Archive for September, 2009

Loudribs Curmudgeonry Current Affairs Corner


1st Battalion, Internetz Regiment, yeah?

1st Battalion, Internetz Regiment, yeah?

Another day, another turgid outpouring of near random anger. Today, ladies and gents, it is the lucky old war in Afghanistan that gets to have a bunch of my bile slowly dribbled all over it. To be fair, that’s the least of their problems but being one never to miss an opportunity to make a bad situation worse, I feel obliged to get stuck in with a good old surge of nay-saying.

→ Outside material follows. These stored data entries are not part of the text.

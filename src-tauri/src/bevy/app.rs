//! Bevy application setup and execution
//!
//! This module handles the creation and configuration of the Bevy app,
//! including plugin registration and system scheduling.

use bevy::{
    app::{App, ScheduleRunnerPlugin},
    prelude::*,
    window::ExitCondition,
};
use std::thread;
use std::time::Duration;

use crate::bevy::plugins::ImageCopyPlugin;
use crate::bevy::resources::*;
use crate::bevy::systems::*;
use crate::config::{PRE_ROLL_FRAMES, TARGET_FPS};
use crate::motion::CarMotion;
use crate::tauri_bridge::shared_state::{
    SharedDisplaySize, SharedFrameBuffer, SharedMouseInput, SharedPerfStats,
};

/// Handles to the state shared with the Tauri side
#[derive(Clone, Default)]
pub struct BridgeHandles {
    pub frame_buffer: SharedFrameBuffer,
    pub perf_stats: SharedPerfStats,
    pub mouse_input: SharedMouseInput,
    pub display_size: SharedDisplaySize,
}

/// Create and configure the Bevy application
pub fn create_app(bridge: BridgeHandles) -> App {
    let mut app = App::new();

    // Use DefaultPlugins but configure for headless operation
    app.add_plugins(
        DefaultPlugins
            .set(WindowPlugin {
                primary_window: None,
                exit_condition: ExitCondition::DontExit,
                ..default()
            })
            .set(ImagePlugin::default_nearest()),
    );

    // One tick per frame; a tick always finishes before the next starts
    app.add_plugins(ScheduleRunnerPlugin::run_loop(Duration::from_secs_f64(
        1.0 / TARGET_FPS,
    )));

    // Add custom plugins
    app.add_plugins(ImageCopyPlugin);

    // Register systems
    app.add_systems(Startup, (setup_scene, load_house));
    app.add_systems(
        Update,
        (
            resize_surface_to_display,
            attach_car,
            start_animation_after_delay,
            drive_car,
        )
            .chain(),
    );
    app.add_systems(Update, (update_camera_from_input, watch_house_asset));
    app.add_systems(Last, extract_and_process_frame);

    // Insert resources
    app.insert_resource(FrameBufferRes(bridge.frame_buffer));
    app.insert_resource(PerfStatsRes(bridge.perf_stats));
    app.insert_resource(MouseInputRes(bridge.mouse_input));
    app.insert_resource(DisplaySizeRes(bridge.display_size));
    app.insert_resource(OrbitCameraState::default());
    app.insert_resource(AnimationStartTimer::default());
    app.insert_resource(CarMotion::default());
    app.insert_resource(FrameCount::default());
    app.insert_resource(PreRollFrames(PRE_ROLL_FRAMES));
    app.insert_resource(FrameTimings::default());
    app.insert_resource(FrameRateLimiter::new(TARGET_FPS));

    info!("App configured (headless, offscreen surface)");
    app
}

/// Start Bevy in a background thread
pub fn start_bevy(bridge: BridgeHandles) {
    thread::spawn(move || {
        let mut app = create_app(bridge);
        info!("Running render loop...");
        app.run();
    });
}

Alright, let’s get this show on the road. By their very nature, wars are messy affairs that often blur the lines between ‘good’ and ‘bad’ and consequently need mythologising the fuck out of if they are going to go anywhere. Sometimes the myths work really well and we all get to pat each other on the back in the name of a ‘good’ war while thousands die untimely deaths as a result of stuff they had absolutely no control over. Fig. 1 in ‘The Good War Fun Book’ is WWII for the following reasons:

A) We really didn’t start that one. Further to that, the guy who did start it seemed to really enjoy being Global Dickhead #1.

B) We won…it’s really hard to have a ‘good war’ without winning.

C) By the time we did win, we had uncovered some of the most unholy bullshit ever perpetrated which lends a whole load of credibility to the ‘good war’ claim.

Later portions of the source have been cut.